**Excerpted data:**
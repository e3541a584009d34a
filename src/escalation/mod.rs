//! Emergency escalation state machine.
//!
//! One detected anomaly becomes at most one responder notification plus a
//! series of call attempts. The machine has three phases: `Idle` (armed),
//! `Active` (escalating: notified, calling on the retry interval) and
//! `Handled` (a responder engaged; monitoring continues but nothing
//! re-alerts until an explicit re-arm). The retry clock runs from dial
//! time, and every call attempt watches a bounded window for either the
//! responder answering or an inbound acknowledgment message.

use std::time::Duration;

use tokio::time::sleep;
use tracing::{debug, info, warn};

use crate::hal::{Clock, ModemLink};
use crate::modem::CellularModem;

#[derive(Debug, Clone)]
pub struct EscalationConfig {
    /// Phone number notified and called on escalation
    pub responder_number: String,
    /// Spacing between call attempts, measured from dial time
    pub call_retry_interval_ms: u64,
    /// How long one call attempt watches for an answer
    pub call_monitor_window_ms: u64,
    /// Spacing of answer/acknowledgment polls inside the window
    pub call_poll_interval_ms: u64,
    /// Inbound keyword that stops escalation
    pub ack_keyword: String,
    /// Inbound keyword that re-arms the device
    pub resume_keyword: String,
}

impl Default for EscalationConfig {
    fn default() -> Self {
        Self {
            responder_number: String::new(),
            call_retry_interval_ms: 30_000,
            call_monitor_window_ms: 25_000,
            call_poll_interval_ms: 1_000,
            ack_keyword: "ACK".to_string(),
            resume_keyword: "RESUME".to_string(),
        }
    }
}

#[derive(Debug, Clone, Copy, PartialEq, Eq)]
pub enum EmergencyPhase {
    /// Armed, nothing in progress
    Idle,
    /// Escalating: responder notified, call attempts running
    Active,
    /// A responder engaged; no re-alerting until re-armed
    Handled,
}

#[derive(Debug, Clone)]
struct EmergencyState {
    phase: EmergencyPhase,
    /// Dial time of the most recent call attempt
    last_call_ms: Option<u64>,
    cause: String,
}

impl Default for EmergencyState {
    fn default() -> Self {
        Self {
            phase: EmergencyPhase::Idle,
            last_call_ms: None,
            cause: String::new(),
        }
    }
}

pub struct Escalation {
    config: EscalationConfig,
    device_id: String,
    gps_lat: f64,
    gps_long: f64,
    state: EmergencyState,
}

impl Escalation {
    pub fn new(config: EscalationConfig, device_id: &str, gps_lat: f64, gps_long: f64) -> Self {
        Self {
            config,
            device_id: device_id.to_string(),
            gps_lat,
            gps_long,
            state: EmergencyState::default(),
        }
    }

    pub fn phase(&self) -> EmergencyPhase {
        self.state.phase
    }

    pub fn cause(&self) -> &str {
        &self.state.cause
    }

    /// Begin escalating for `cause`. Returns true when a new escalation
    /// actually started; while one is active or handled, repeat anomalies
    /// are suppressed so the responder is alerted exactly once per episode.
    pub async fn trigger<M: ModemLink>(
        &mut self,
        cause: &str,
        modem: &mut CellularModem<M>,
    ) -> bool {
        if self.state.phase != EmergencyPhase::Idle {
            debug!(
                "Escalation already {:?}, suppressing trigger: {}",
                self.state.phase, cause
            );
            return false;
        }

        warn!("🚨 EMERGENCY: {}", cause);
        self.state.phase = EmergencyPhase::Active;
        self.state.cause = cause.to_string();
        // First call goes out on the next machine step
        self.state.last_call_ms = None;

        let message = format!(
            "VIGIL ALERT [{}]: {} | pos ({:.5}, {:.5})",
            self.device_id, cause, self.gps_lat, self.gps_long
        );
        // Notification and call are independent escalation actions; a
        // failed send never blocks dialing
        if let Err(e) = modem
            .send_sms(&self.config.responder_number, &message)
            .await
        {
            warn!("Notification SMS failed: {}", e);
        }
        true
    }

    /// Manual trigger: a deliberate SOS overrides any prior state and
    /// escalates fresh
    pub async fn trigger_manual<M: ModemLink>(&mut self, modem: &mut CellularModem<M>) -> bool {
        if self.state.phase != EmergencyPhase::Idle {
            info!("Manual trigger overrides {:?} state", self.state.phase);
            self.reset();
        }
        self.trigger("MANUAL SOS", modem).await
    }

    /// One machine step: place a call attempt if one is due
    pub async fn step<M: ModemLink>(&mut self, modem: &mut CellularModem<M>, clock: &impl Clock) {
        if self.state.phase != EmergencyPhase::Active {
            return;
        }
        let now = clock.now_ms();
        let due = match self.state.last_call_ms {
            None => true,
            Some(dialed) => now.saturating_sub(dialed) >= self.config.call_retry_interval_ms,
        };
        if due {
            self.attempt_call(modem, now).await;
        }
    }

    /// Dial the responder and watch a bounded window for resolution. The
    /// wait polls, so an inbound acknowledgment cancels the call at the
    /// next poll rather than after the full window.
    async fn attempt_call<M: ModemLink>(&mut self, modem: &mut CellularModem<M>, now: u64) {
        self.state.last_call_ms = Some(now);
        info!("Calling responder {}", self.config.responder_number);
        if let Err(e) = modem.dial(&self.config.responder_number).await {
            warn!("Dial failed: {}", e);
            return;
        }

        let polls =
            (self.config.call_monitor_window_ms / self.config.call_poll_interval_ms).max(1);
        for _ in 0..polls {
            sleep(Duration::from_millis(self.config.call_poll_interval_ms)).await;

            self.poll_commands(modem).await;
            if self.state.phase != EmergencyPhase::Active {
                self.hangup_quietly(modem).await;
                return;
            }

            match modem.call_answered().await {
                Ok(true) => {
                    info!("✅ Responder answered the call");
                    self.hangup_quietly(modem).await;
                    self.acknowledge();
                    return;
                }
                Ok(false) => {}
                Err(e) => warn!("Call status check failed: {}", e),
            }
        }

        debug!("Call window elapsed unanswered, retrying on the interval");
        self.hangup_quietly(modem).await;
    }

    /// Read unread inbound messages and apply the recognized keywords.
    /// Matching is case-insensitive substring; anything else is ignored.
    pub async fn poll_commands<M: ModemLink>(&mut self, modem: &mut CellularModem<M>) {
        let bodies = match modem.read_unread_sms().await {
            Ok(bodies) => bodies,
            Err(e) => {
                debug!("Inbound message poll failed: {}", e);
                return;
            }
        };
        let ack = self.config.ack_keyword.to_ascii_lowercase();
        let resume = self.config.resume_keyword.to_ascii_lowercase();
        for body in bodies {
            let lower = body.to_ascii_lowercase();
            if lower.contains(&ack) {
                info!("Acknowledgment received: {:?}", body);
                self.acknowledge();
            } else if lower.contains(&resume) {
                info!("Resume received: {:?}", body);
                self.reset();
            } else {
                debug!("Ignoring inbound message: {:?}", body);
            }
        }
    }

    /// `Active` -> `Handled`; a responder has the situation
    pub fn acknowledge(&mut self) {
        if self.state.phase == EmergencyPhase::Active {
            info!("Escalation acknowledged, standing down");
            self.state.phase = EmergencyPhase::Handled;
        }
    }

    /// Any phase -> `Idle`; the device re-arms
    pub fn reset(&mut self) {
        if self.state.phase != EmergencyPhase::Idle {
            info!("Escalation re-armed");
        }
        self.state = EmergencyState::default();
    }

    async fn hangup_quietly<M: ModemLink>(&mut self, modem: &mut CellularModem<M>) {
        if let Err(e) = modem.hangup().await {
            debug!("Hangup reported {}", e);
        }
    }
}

**Task to complete:**
Find each line holding the string "body" in the listing above, then copy it.

**Answer below:**
        for body in bodies {
            let lower = body.to_ascii_lowercase();
                info!("Acknowledgment received: {:?}", body);
                info!("Resume received: {:?}", body);
                debug!("Ignoring inbound message: {:?}", body);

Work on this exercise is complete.